--- DATA SHOWN ---
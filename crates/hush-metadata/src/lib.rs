//! Metadata records for processed videos.
//!
//! This crate provides:
//! - The `MetadataStore` seam the pipeline writes through
//! - A PostgREST client (Supabase `rest/v1`) implementing it
//! - Request metrics

pub mod client;
pub mod error;
pub mod metrics;
pub mod store;
pub mod types;

pub use client::{RestMetadataConfig, RestMetadataStore};
pub use error::{MetadataError, MetadataResult};
pub use store::MetadataStore;
pub use types::{NewVideoRow, VideoRow};
//! Video listing handler.

use axum::extract::State;
use axum::Json;
use hush_models::UploadRecord;
use serde::Serialize;

use crate::auth::AuthUser;
use crate::error::ApiResult;
use crate::state::AppState;

#[derive(Serialize)]
pub struct VideoListResponse {
    pub videos: Vec<UploadRecord>,
}

/// The caller's processed videos.
pub async fn list_videos(
    State(state): State<AppState>,
    user: AuthUser,
) -> ApiResult<Json<VideoListResponse>> {
    let videos = state
        .orchestrator
        .gateway()
        .list_videos(&user.user_id)
        .await?;

    Ok(Json(VideoListResponse { videos }))
}
//! Speech enhancement through an isolated child process.
//!
//! The enhancement model is loaded fresh by each child. A crash or leak in
//! the model stays in that process; the pipeline only sees an exit status
//! and the file it was asked to produce.

use std::path::Path;
use std::time::Duration;

use async_trait::async_trait;
use hush_models::{Stage, StageResult};
use tracing::{info, warn};

use crate::command::{StageCommand, StageExecutor};
use crate::error::{MediaError, MediaResult};
use crate::fs_utils::{absolutize, unusable_output_reason};

/// Turns a PCM audio file into an enhanced PCM audio file.
#[async_trait]
pub trait Enhancer: Send + Sync {
    /// Enhance `input` into `output`.
    ///
    /// Succeeds only if `output` exists and is non-empty afterwards.
    async fn enhance(&self, input: &Path, output: &Path) -> MediaResult<StageResult>;
}

/// Runs the enhancement engine as `<program> [args..] <input> <output>`.
#[derive(Debug, Clone)]
pub struct EnhancementInvoker {
    program: String,
    args: Vec<String>,
    executor: StageExecutor,
    /// Pause between child exit and the output check
    settle_delay: Duration,
}

impl EnhancementInvoker {
    /// Create an invoker for `program` with no leading arguments.
    pub fn new(program: impl Into<String>) -> Self {
        Self {
            program: program.into(),
            args: Vec::new(),
            executor: StageExecutor::new(),
            settle_delay: Duration::ZERO,
        }
    }

    /// Arguments placed before the two path arguments (e.g. a script path).
    pub fn with_args<I, S>(mut self, args: I) -> Self
    where
        I: IntoIterator<Item = S>,
        S: Into<String>,
    {
        self.args = args.into_iter().map(Into::into).collect();
        self
    }

    /// Kill the engine if it runs longer than `timeout`.
    pub fn with_timeout(mut self, timeout: Duration) -> Self {
        self.executor = self.executor.with_timeout(timeout);
        self
    }

    /// Wait this long after a successful exit before checking the output.
    pub fn with_settle_delay(mut self, delay: Duration) -> Self {
        self.settle_delay = delay;
        self
    }

    fn command(&self, input: &Path, output: &Path) -> MediaResult<StageCommand> {
        Ok(StageCommand::new(Stage::Enhancing, &self.program)
            .args(&self.args)
            .path_arg(absolutize(input)?)
            .path_arg(absolutize(output)?))
    }
}

#[async_trait]
impl Enhancer for EnhancementInvoker {
    async fn enhance(&self, input: &Path, output: &Path) -> MediaResult<StageResult> {
        let cmd = self.command(input, output)?;
        info!("Enhancing audio: {} -> {}", input.display(), output.display());

        let result = self.executor.run(&cmd).await?;

        if !self.settle_delay.is_zero() {
            tokio::time::sleep(self.settle_delay).await;
        }

        // Exit status alone is not trusted
        if let Some(reason) = unusable_output_reason(output).await? {
            warn!(
                stdout = %result.stdout.trim(),
                stderr = %result.stderr.trim(),
                "Enhancer exited 0 but {}: {}",
                reason,
                output.display()
            );
            return Err(MediaError::enhancement_failed(output, reason));
        }

        info!(
            elapsed_ms = result.elapsed.as_millis() as u64,
            "Verified enhanced audio: {}",
            output.display()
        );
        Ok(result)
    }
}

#[cfg(test)]
mod tests {
    use super::*;
    use tempfile::TempDir;

    /// `sh -c <script> <input> <output>` binds the paths to `$0` and `$1`.
    fn shell_enhancer(script: &str) -> EnhancementInvoker {
        EnhancementInvoker::new("sh").with_args(["-c", script])
    }

    fn input_file(dir: &TempDir) -> std::path::PathBuf {
        let input = dir.path().join("a.wav");
        std::fs::write(&input, b"RIFF....WAVEfmt ").unwrap();
        input
    }

    #[test]
    fn test_command_has_two_absolute_paths_last() {
        let invoker = EnhancementInvoker::new("python3.11").with_args(["scripts/enhance_audio.py"]);
        let cmd = invoker
            .command(Path::new("a.wav"), Path::new("a-processed.wav"))
            .unwrap();

        let args = cmd.get_args();
        assert_eq!(args.len(), 3);
        assert_eq!(args[0], "scripts/enhance_audio.py");
        assert!(Path::new(&args[1]).is_absolute());
        assert!(Path::new(&args[2]).ends_with("a-processed.wav"));
    }

    #[tokio::test]
    async fn test_successful_enhancement() {
        let dir = TempDir::new().unwrap();
        let input = input_file(&dir);
        let output = dir.path().join("a-processed.wav");

        let result = shell_enhancer(r#"cp "$0" "$1""#)
            .enhance(&input, &output)
            .await
            .unwrap();

        assert_eq!(result.stage, Stage::Enhancing);
        assert!(output.exists());
    }

    #[tokio::test]
    async fn test_exit_zero_without_output_is_failure() {
        let dir = TempDir::new().unwrap();
        let input = input_file(&dir);
        let output = dir.path().join("a-processed.wav");

        let err = shell_enhancer("exit 0")
            .enhance(&input, &output)
            .await
            .unwrap_err();

        match err {
            MediaError::EnhancementFailed { reason, .. } => {
                assert_eq!(reason, "output file missing")
            }
            other => panic!("unexpected error: {other:?}"),
        }
    }

    #[tokio::test]
    async fn test_exit_zero_with_empty_output_is_failure() {
        let dir = TempDir::new().unwrap();
        let input = input_file(&dir);
        let output = dir.path().join("a-processed.wav");

        let err = shell_enhancer(r#": > "$1""#)
            .enhance(&input, &output)
            .await
            .unwrap_err();

        assert!(matches!(err, MediaError::EnhancementFailed { .. }));
        assert!(err.to_string().contains("empty"));
    }

    #[tokio::test]
    async fn test_engine_crash_is_process_failure() {
        let dir = TempDir::new().unwrap();
        let input = input_file(&dir);
        let output = dir.path().join("a-processed.wav");

        let err = shell_enhancer("echo 'model load failed' >&2; exit 3")
            .enhance(&input, &output)
            .await
            .unwrap_err();

        assert!(matches!(
            err,
            MediaError::ProcessFailed {
                stage: Stage::Enhancing,
                exit_code: Some(3),
                ..
            }
        ));
    }
}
---
Go through the records above and copy every line with the word "types".

# OUTPUT:
pub mod types;
pub use types::{NewVideoRow, VideoRow};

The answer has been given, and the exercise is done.